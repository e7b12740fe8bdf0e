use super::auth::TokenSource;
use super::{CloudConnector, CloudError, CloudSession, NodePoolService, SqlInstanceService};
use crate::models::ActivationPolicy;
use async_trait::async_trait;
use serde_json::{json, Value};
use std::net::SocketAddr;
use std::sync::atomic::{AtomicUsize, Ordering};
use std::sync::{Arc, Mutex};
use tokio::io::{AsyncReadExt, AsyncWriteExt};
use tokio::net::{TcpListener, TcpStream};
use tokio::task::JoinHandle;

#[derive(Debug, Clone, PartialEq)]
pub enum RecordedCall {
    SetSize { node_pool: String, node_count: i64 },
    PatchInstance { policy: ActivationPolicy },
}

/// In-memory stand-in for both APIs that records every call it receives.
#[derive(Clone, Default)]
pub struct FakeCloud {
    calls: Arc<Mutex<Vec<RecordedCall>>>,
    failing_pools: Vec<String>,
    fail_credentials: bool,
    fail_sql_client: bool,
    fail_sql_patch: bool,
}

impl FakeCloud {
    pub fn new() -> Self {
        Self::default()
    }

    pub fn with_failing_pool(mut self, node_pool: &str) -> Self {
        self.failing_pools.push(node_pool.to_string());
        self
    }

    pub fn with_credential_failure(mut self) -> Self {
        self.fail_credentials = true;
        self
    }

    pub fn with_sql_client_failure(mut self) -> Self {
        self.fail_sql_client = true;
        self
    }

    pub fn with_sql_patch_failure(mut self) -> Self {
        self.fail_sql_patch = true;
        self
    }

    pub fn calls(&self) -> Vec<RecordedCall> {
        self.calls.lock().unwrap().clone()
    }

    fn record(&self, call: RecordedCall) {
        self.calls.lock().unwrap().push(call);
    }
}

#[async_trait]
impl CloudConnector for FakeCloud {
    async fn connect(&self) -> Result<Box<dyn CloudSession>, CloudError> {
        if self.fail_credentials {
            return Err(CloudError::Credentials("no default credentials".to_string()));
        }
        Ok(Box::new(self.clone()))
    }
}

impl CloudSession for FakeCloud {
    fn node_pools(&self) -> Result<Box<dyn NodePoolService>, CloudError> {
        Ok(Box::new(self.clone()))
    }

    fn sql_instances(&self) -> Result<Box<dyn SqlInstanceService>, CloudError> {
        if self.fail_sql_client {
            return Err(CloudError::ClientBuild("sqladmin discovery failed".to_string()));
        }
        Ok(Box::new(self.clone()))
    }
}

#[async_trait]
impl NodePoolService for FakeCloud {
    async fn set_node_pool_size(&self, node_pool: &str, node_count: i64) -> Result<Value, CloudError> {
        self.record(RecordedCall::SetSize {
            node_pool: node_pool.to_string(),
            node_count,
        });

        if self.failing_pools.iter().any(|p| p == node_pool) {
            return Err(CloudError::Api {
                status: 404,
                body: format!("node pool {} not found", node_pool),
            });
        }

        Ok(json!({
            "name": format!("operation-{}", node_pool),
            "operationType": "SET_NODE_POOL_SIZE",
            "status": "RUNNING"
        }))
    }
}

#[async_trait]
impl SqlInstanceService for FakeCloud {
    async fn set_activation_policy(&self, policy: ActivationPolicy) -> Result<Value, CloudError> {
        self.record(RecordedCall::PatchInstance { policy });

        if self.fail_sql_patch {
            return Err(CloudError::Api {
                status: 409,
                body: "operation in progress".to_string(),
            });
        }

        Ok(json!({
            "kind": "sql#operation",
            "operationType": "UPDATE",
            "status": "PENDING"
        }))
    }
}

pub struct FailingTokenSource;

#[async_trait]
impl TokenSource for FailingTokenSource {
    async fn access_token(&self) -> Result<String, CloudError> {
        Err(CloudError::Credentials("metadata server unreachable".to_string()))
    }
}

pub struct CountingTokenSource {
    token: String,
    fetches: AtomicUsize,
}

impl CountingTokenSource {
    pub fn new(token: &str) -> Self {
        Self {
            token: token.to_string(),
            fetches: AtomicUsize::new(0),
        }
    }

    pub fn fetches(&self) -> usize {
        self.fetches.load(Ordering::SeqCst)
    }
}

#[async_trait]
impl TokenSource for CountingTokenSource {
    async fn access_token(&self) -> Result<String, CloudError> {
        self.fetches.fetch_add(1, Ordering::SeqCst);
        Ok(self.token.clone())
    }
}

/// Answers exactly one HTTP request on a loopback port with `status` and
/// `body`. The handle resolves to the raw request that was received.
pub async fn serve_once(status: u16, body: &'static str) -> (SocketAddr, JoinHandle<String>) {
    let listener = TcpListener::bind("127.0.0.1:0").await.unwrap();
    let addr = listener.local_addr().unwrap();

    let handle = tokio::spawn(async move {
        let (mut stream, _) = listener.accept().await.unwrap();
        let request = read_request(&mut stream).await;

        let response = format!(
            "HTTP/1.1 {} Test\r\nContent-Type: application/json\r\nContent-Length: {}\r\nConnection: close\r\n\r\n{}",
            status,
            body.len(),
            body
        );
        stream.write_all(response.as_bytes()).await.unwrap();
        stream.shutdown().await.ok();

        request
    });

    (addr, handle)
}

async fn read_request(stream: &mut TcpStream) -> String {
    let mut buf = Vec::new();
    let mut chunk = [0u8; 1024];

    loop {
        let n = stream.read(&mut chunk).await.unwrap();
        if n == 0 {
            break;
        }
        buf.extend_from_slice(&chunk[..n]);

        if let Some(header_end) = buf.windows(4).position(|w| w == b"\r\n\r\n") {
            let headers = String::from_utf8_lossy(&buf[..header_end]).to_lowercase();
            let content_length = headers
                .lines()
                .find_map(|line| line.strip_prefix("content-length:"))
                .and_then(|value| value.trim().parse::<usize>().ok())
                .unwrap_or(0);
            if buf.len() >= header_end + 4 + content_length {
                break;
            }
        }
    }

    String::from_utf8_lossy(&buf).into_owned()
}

● ACTIVITY: Show each line of the material that includes the string "SeqCst" by copying it.

● SOLUTION FOR THIS PROBLEM:
        self.fetches.load(Ordering::SeqCst)
        self.fetches.fetch_add(1, Ordering::SeqCst);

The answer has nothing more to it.